Han exited the Falcon, glancing around, obviously in search of Chewie. When he saw his copilot carrying Einara with Leia trailing behind, laden with two packs, he jogged toward them.

There was a repeat of the conversation with Chewie — a what happened? followed by a brief explanation. Han took Einara's pack from Leia before she thought to ask for help, and they boarded the ship one after the other.

It didn't take long to run the ship's ancient med scanner and determine that Einara's ankle was broken. Han had bone knitters in the Falcon's stash of medical supplies, and within half an hour, Einara was resting in the med bunk, bone knitters accelerating her healing. It would be a couple of days before she could put weight on the joint, but the break was apparently simple enough that complications were unlikely.

Leia made sure her teammate didn't need anything else before grabbing her pack off the floor of the main hold and pulling it back onto her shoulders. She found Han in the lounge, sipping on a mug of caf. She caught his eye and tilted her head in the direction of the ring corridor. "I'm heading back out," she said.

Han's expression clouded with concern. "By yourself?"

She shrugged. "I don't know what other choice I have," she said. "The others will be waiting. They'll be worried if we don't show up and will waste time looking for us."

"Can't you comm 'em just this once?"

Leia shook her head. The rule was no comms until they could establish that they weren't being listened to. The short-range frequencies they had to rely on when not on a ship with transmission scrambling capabilities were easily picked up with the right equipment. They had tech on outposts that operated similarly to the tech on their ships, but when they were in a new location, the risk was too high.

"It's safer for me to just go. I can handle myself."

"So can Voln, but she wouldn't've made it back here without you helpin' her."

Leia clenched and unclenched her jaw. "My options are kind of limited here, Han," she said tersely. She knew going alone wasn't the best idea, but she was also confident in her ability to move quickly and quietly. Getting out of trouble by herself might be tough, but avoiding it altogether would be easier without another person involved. I'll be fine.

Han ran a hand through his hair, seemingly conflicted over something. He sighed. "Fine, I'll go."

She arched a brow at him curiously. "Okay." She paused a moment. "For the record, I didn't ask you to."

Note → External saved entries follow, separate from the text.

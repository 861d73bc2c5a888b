//! Errors returned by the manager.
//!
//! Every variant is a broken caller contract. Arbitration itself never
//! fails; running short of memory is handled by hibernation instead.

use std::fmt;

use crate::core::client::ClientHandle;
use crate::core::tracking::TrackingGroupHandle;

/// Contract violations detected by the manager.
#[derive(Debug, Clone, Copy, PartialEq, Eq)]
pub enum ArbiterError {
    /// The client handle was destroyed or never issued by this manager
    StaleClient(ClientHandle),
    /// The tracking group handle was released or never issued
    StaleTrackingGroup(TrackingGroupHandle),
    /// The manager was mutated off its bound sequence
    WrongSequence,
}

impl fmt::Display for ArbiterError {
    fn fmt(&self, f: &mut fmt::Formatter<'_>) -> fmt::Result {
        match self {
            ArbiterError::StaleClient(handle) => write!(f, "Stale client handle {}", handle),
            ArbiterError::StaleTrackingGroup(handle) => {
                write!(f, "Stale tracking group handle {}", handle)
            }
            ArbiterError::WrongSequence => {
                write!(f, "Manager accessed from the wrong sequence")
            }
        }
    }
}

impl std::error::Error for ArbiterError {}

#[cfg(test)]
mod tests {
    use super::*;
    use crate::core::arena::Handle;

    #[test]
    fn test_display() {
        let err = ArbiterError::StaleClient(Handle::dangling());
        assert!(err.to_string().starts_with("Stale client handle"));
        assert_eq!(
            ArbiterError::WrongSequence.to_string(),
            "Manager accessed from the wrong sequence"
        );
    }
}
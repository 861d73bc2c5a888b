//! Strict mode handling for diagnostics.
//!
//! Contract violations (stale handles, wrong thread) are reported and
//! returned as errors by default. Strict mode makes them fatal:
//! - Warn: Just emit the diagnostic
//! - PanicOnError: Emit and then panic (useful for CI and debug builds)
//!
//! The process-wide mode is set with [`set_strict_mode`]. A
//! [`StrictModeGuard`] overrides it for the current thread only.

use std::cell::Cell;
use std::sync::atomic::{AtomicU8, Ordering};

/// Strict mode behavior.
#[derive(Debug, Clone, Copy, PartialEq, Eq)]
#[repr(u8)]
pub enum StrictMode {
    /// Just warn, don't panic.
    Warn = 0,
    /// Panic on errors.
    PanicOnError = 1,
    /// Panic on errors and warnings.
    PanicOnWarning = 2,
}

impl From<u8> for StrictMode {
    fn from(val: u8) -> Self {
        match val {
            1 => StrictMode::PanicOnError,
            2 => StrictMode::PanicOnWarning,
            _ => StrictMode::Warn,
        }
    }
}

/// Process-wide strict mode setting.
static STRICT_MODE: AtomicU8 = AtomicU8::new(0);

thread_local! {
    static THREAD_OVERRIDE: Cell<Option<StrictMode>> = const { Cell::new(None) };
}

/// Set the process-wide strict mode.
pub fn set_strict_mode(mode: StrictMode) {
    STRICT_MODE.store(mode as u8, Ordering::Relaxed);
}

/// Get the strict mode in effect on this thread.
pub fn strict_mode() -> StrictMode {
    THREAD_OVERRIDE
        .with(Cell::get)
        .unwrap_or_else(|| StrictMode::from(STRICT_MODE.load(Ordering::Relaxed)))
}

/// Check if errors should panic.
pub fn should_panic() -> bool {
    matches!(strict_mode(), StrictMode::PanicOnError | StrictMode::PanicOnWarning)
}

/// Check if warnings should panic.
pub fn should_panic_on_warning() -> bool {
    matches!(strict_mode(), StrictMode::PanicOnWarning)
}

/// RAII guard overriding strict mode on the current thread.
pub struct StrictModeGuard {
    previous: Option<StrictMode>,
}

impl StrictModeGuard {
    /// Override strict mode until the guard is dropped.
    pub fn new(mode: StrictMode) -> Self {
        let previous = THREAD_OVERRIDE.with(|cell| cell.replace(Some(mode)));
        Self { previous }
    }

    /// Create a guard that enables panic-on-error.
    pub fn panic_on_error() -> Self {
        Self::new(StrictMode::PanicOnError)
    }

    /// Create a guard that enables panic-on-warning.
    pub fn panic_on_warning() -> Self {
        Self::new(StrictMode::PanicOnWarning)
    }
}

impl Drop for StrictModeGuard {
    fn drop(&mut self) {
        THREAD_OVERRIDE.with(|cell| cell.set(self.previous));
    }
}

/// Environment variable read by [`init_from_env`].
pub const ENV_STRICT: &str = "GPUBUDGET_STRICT";

/// Initialize strict mode from environment variable.
///
/// [`ArbiterConfig::from_env`](crate::ArbiterConfig::from_env) calls this;
/// embedders building their config by hand call it themselves. An unset
/// variable leaves the current mode alone.
///
/// Checks `GPUBUDGET_STRICT`:
/// - "0" or "warn" -> Warn
/// - "1" or "error" -> PanicOnError
/// - "2" or "warning" -> PanicOnWarning
pub fn init_from_env() {
    if let Ok(val) = std::env::var(ENV_STRICT) {
        let mode = match val.to_lowercase().as_str() {
            "1" | "error" | "true" => StrictMode::PanicOnError,
            "2" | "warning" | "all" => StrictMode::PanicOnWarning,
            _ => StrictMode::Warn,
        };
        set_strict_mode(mode);
    }
}

#[cfg(test)]
mod tests {
    use super::*;

    #[test]
    fn test_strict_mode_default() {
        assert_eq!(strict_mode(), StrictMode::Warn);
        assert!(!should_panic());
    }

    #[test]
    fn test_strict_mode_panic_on_error() {
        let _guard = StrictModeGuard::new(StrictMode::PanicOnError);
        assert_eq!(strict_mode(), StrictMode::PanicOnError);
        assert!(should_panic());
        assert!(!should_panic_on_warning());
    }

    #[test]
    fn test_strict_mode_guard_is_thread_local() {
        let _guard = StrictModeGuard::panic_on_warning();
        assert!(should_panic_on_warning());

        let other = std::thread::spawn(should_panic).join().unwrap();
        assert!(!other);
    }

    #[test]
    fn test_guards_nest() {
        {
            let _outer = StrictModeGuard::panic_on_error();
            {
                let _inner = StrictModeGuard::new(StrictMode::Warn);
                assert_eq!(strict_mode(), StrictMode::Warn);
            }
            assert_eq!(strict_mode(), StrictMode::PanicOnError);
        }
        assert_eq!(strict_mode(), StrictMode::Warn);
    }
}
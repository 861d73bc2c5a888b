//! Benchmarks for arbitration passes.

use criterion::{black_box, criterion_group, criterion_main, BenchmarkId, Criterion};
use gpubudget::{kb, mb, ArbiterConfig, GpuMemoryManager, ManagedMemoryStats, OwnerId, ProcessId};

/// A manager with `clients` surfaces spread over 16 processes; a quarter
/// of them visible.
fn populated(clients: u64, ceiling: usize) -> GpuMemoryManager {
    let config = ArbiterConfig::default().with_bytes_available(ceiling);
    let (mut manager, queue) = GpuMemoryManager::with_queue(config);

    for i in 0..clients {
        let group = manager.tracking_group(ProcessId::new((i % 16) as u32)).unwrap();
        let handle = manager
            .create_client_state(OwnerId::new(i), group, true, i % 4 == 0)
            .unwrap();
        let required = mb(2) + kb(64) * (i as usize % 32);
        manager
            .set_client_managed_memory_stats(handle, ManagedMemoryStats::new(required, mb(1), kb(256)))
            .unwrap();
        queue.drain();
    }

    manager
}

fn bench_steady_pass(c: &mut Criterion) {
    let mut group = c.benchmark_group("steady_pass");

    for clients in [10u64, 100, 1000] {
        group.bench_with_input(BenchmarkId::from_parameter(clients), &clients, |b, &clients| {
            let mut manager = populated(clients, mb(1024));
            b.iter(|| black_box(manager.manage().unwrap()));
        });
    }

    group.finish();
}

fn bench_pressure_pass(c: &mut Criterion) {
    let mut group = c.benchmark_group("pressure_pass");

    for clients in [10u64, 100, 1000] {
        group.bench_with_input(BenchmarkId::from_parameter(clients), &clients, |b, &clients| {
            let mut manager = populated(clients, mb(64));
            b.iter(|| black_box(manager.manage().unwrap()));
        });
    }

    group.finish();
}

fn bench_visibility_flip(c: &mut Criterion) {
    let mut manager = populated(1000, mb(512));
    let handles: Vec<_> = manager.clients().map(|(handle, _)| handle).take(8).collect();

    c.bench_function("visibility_flip_1000", |b| {
        let mut visible = false;
        b.iter(|| {
            visible = !visible;
            for &handle in &handles {
                manager.set_client_visible(handle, visible).unwrap();
            }
        });
    });
}

criterion_group!(benches, bench_steady_pass, bench_pressure_pass, bench_visibility_flip);
criterion_main!(benches);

He shot her a disbelieving look. "You were ten seconds away from it."

Leia shook her head, suppressing an amused smile. "I wasn't, actually. You just volunteered all on your own."

Han was speechless for a moment before sighing again. "Look, I don't hafta—"

"No," Leia interrupted. "But you're right; it's probably better than going by myself. Pack up. We need to get moving."

Making up for the time they had lost wouldn't be easy; Leia had resigned herself to the fact that they would likely show up at camp late enough for the others to worry. It's still better than them panicking and wasting time because we didn't show at all, though, she reasoned.

They set off in the direction of the settlement Einara had spotted. "We should at least get close enough to see what's going on there," she told Han. "If the Empire's around, we need to know."

"You wantin' to go into town?" he asked.

She shrugged. "I won't know that until we see what's there. But it wouldn't be a bad idea to get a feel for the purpose of the settlement. It's in the middle of nowhere. I'd like to know why."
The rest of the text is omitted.